Ausweichrouten über Nachbarländer kommen für NÖ Sozialdemokraten nicht in Frage

St. Pölten, (SPI) - "Nach der Erklärung der Semmeringbahn zum UNESCO-Weltkulturerbe ist selbstverständlich auch sichergestellt, daß die Ghegabahn in ihrer derzeitigen Form erhalten bleibt und entsprechende Sanierungen durchgeführt werden. Mit der Erklärung zum Weltkulturerbe ist jedoch auch der Ausbau der Ghega-Bahn zu einer quasi "Hochleistungsstrecke" gefallen und damit längst keine Alternative zum Semmeringtunnel mehr. Änderungen und Modernisierungen dürfen nämlich die derzeitige technische und bauliche Konzeption der Ghega-Strecke nicht so weit verändern, daß der ursprüngliche Charakter der Hochgebirgsbahn Schaden nimmt.

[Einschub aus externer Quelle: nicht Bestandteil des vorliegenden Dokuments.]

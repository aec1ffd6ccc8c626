//! Keyless provider: DuckDuckGo's HTML-only endpoint.
//!
//! Uses `https://html.duckduckgo.com/html/`, which needs no JavaScript or
//! credentials and tolerates automated requests. News has no keyless
//! endpoint of its own, so a category's canned query goes through text
//! search and results carry no date.

use scraper::{Html, Selector};
use url::Url;

use crate::error::SearchError;
use crate::provider::SearchProvider;
use crate::types::{Backend, NewsCategory, SearchResult};

/// DuckDuckGo HTML search scraper.
#[derive(Debug, Clone)]
pub struct DuckDuckGoProvider {
    endpoint: String,
}

impl DuckDuckGoProvider {
    pub fn new(endpoint: impl Into<String>) -> Self {
        Self {
            endpoint: endpoint.into(),
        }
    }

    /// Extract the actual URL from DuckDuckGo's redirect wrapper.
    ///
    /// DDG wraps URLs like: `//duckduckgo.com/l/?uddg=https%3A%2F%2Fexample.com&rut=...`
    /// We parse out the `uddg` query parameter and URL-decode it.
    fn extract_url(href: &str) -> Option<String> {
        let full_href = if href.starts_with("//") {
            format!("https:{href}")
        } else {
            href.to_string()
        };

        let parsed = Url::parse(&full_href).ok()?;

        if parsed.host_str() == Some("duckduckgo.com") && parsed.path().starts_with("/l/") {
            parsed
                .query_pairs()
                .find(|(key, _)| key == "uddg")
                .map(|(_, value)| value.into_owned())
        } else {
            Some(full_href)
        }
    }
}

impl SearchProvider for DuckDuckGoProvider {
    async fn search(
        &self,
        client: &reqwest::Client,
        query: &str,
        limit: usize,
    ) -> Result<Vec<SearchResult>, SearchError> {
        tracing::trace!(query, "DuckDuckGo search");

        let response = client
            .post(&self.endpoint)
            .form(&[("q", query)])
            .send()
            .await
            .map_err(|e| SearchError::Provider(format!("DuckDuckGo request failed: {e}")))?
            .error_for_status()
            .map_err(|e| SearchError::Provider(format!("DuckDuckGo HTTP error: {e}")))?;

        let html = response
            .text()
            .await
            .map_err(|e| SearchError::Provider(format!("DuckDuckGo response read failed: {e}")))?;

        tracing::trace!(bytes = html.len(), "DuckDuckGo response received");

        parse_duckduckgo_html(&html, limit)
    }

    async fn news(
        &self,
        client: &reqwest::Client,
        category: &NewsCategory,
        limit: usize,
    ) -> Result<Vec<SearchResult>, SearchError> {
        self.search(client, category.query(), limit).await
    }

    fn backend(&self) -> Backend {
        Backend::Keyless
    }
}

/// Parse DuckDuckGo HTML response into search results.
///
/// Extracted as a separate function for testability with mock HTML.
pub(crate) fn parse_duckduckgo_html(
    html: &str,
    max_results: usize,
) -> Result<Vec<SearchResult>, SearchError> {
    let document = Html::parse_document(html);

    let result_sel = Selector::parse(
        ".result.results_links.results_links_deep:not(.result--ad), .web-result:not(.result--ad)",
    )
    .map_err(|e| SearchError::Parse(format!("invalid result selector: {e:?}")))?;
    let title_sel = Selector::parse(".result__a")
        .map_err(|e| SearchError::Parse(format!("invalid title selector: {e:?}")))?;
    let snippet_sel = Selector::parse(".result__snippet")
        .map_err(|e| SearchError::Parse(format!("invalid snippet selector: {e:?}")))?;

    let mut results: Vec<SearchResult> = Vec::new();

    for element in document.select(&result_sel) {
        if results.len() >= max_results {
            break;
        }

        let Some(title_el) = element.select(&title_sel).next() else {
            continue;
        };

        let title = title_el.text().collect::<String>().trim().to_string();
        if title.is_empty() {
            continue;
        }

        let Some(link) = title_el
            .value()
            .attr("href")
            .and_then(DuckDuckGoProvider::extract_url)
        else {
            continue;
        };

        // Identity is the link; keep the first occurrence only.
        if results.iter().any(|r| r.link == link) {
            continue;
        }

        let snippet = element
            .select(&snippet_sel)
            .next()
            .map(|el| el.text().collect::<String>().trim().to_string())
            .unwrap_or_default();

        results.push(SearchResult::new(title, link, snippet));
    }

    tracing::debug!(count = results.len(), "DuckDuckGo results parsed");
    Ok(results)
}
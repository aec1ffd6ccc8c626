//! Sources of API credentials for the keyed provider.
//!
//! Credentials are looked up on every call rather than cached, so a key
//! added or removed at runtime takes effect on the next search.

use std::env;

/// Environment variable read by [`EnvCredentials::default`].
pub const SERPER_API_KEY_VAR: &str = "SERPER_API_KEY";

/// Supplies an optional Serper API key.
pub trait CredentialSource: Send + Sync {
    /// The current key, or `None` when unset. Blank keys count as unset.
    fn serper_api_key(&self) -> Option<String>;
}

/// Reads the key from an environment variable on each lookup.
#[derive(Debug, Clone)]
pub struct EnvCredentials {
    var: String,
}

impl EnvCredentials {
    pub fn new(var: impl Into<String>) -> Self {
        Self { var: var.into() }
    }
}

impl Default for EnvCredentials {
    fn default() -> Self {
        Self::new(SERPER_API_KEY_VAR)
    }
}

impl CredentialSource for EnvCredentials {
    fn serper_api_key(&self) -> Option<String> {
        non_blank(env::var(&self.var).ok())
    }
}

/// A fixed key, mainly for embedding and tests.
#[derive(Clone, Default)]
pub struct StaticCredentials {
    key: Option<String>,
}

impl StaticCredentials {
    pub fn new(key: Option<String>) -> Self {
        Self { key }
    }

    pub fn none() -> Self {
        Self::default()
    }
}

impl std::fmt::Debug for StaticCredentials {
    fn fmt(&self, f: &mut std::fmt::Formatter<'_>) -> std::fmt::Result {
        f.debug_struct("StaticCredentials")
            .field("key", &self.key.as_ref().map(|_| "<redacted>"))
            .finish()
    }
}

impl CredentialSource for StaticCredentials {
    fn serper_api_key(&self) -> Option<String> {
        non_blank(self.key.clone())
    }
}

fn non_blank(key: Option<String>) -> Option<String> {
    key.map(|k| k.trim().to_owned()).filter(|k| !k.is_empty())
}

Bei Verletzung dieser Verpflichtung könnte der Status als Weltkulturerbe nämlich wieder aberkannt werden, was für Niederösterreich einen unermeßlichen Schaden darstellen würde", stellt der Verkehrssprecher der NÖ Sozialdemokraten, Abg. Hans Muzik, zu den unsachlichen Aussagen von VP-Abgeordneten Prober zur Ghega-Bahn fest.****

Objektive Prüfung von Alternativen sind notwendig, wobei die Sozialdemokraten die Meinung vertreten, daß bei einem umfassenden Ausbau der Bahn nicht ein gegenseitiges Ausspielen zählt, sondern der parallele Ausbau der Schienenachsen. Eine Hochleistungs-Südbahn darf keinesfalls ausschließen, daß auch andere Schienenwege -beispielsweise die Aspangbahn - modernisiert und ausgebaut werden. "Die Variante, die von Landeshauptmann Dr. Erwin Pröll und der ÖVP favorisiert wird - nämlich die Führung einer Nord-Süd-Spange über Ungarn - ist für die SPÖ-NÖ jedenfalls keine Alternative. Viel zu groß ist die Gefahr, daß sich Unternehmen dann entlang dieser Trasse ansiedeln und Wien, NÖ und das Burgenland durch den Rost fallen. Weiters besteht auch die Gefahr, daß mittelfristig Wien als Drehscheibe für den Güterverkehr an Bedeutung verliert und Tausende Arbeitsplätze verloren gehen", so der SP-Verkehrssprecher. Zudem sollte österreichisches Steuergeld für österreichische Projekte ausgegeben werden, nicht um Eisenbahnprojekte in Nachbarländern zu finanzieren.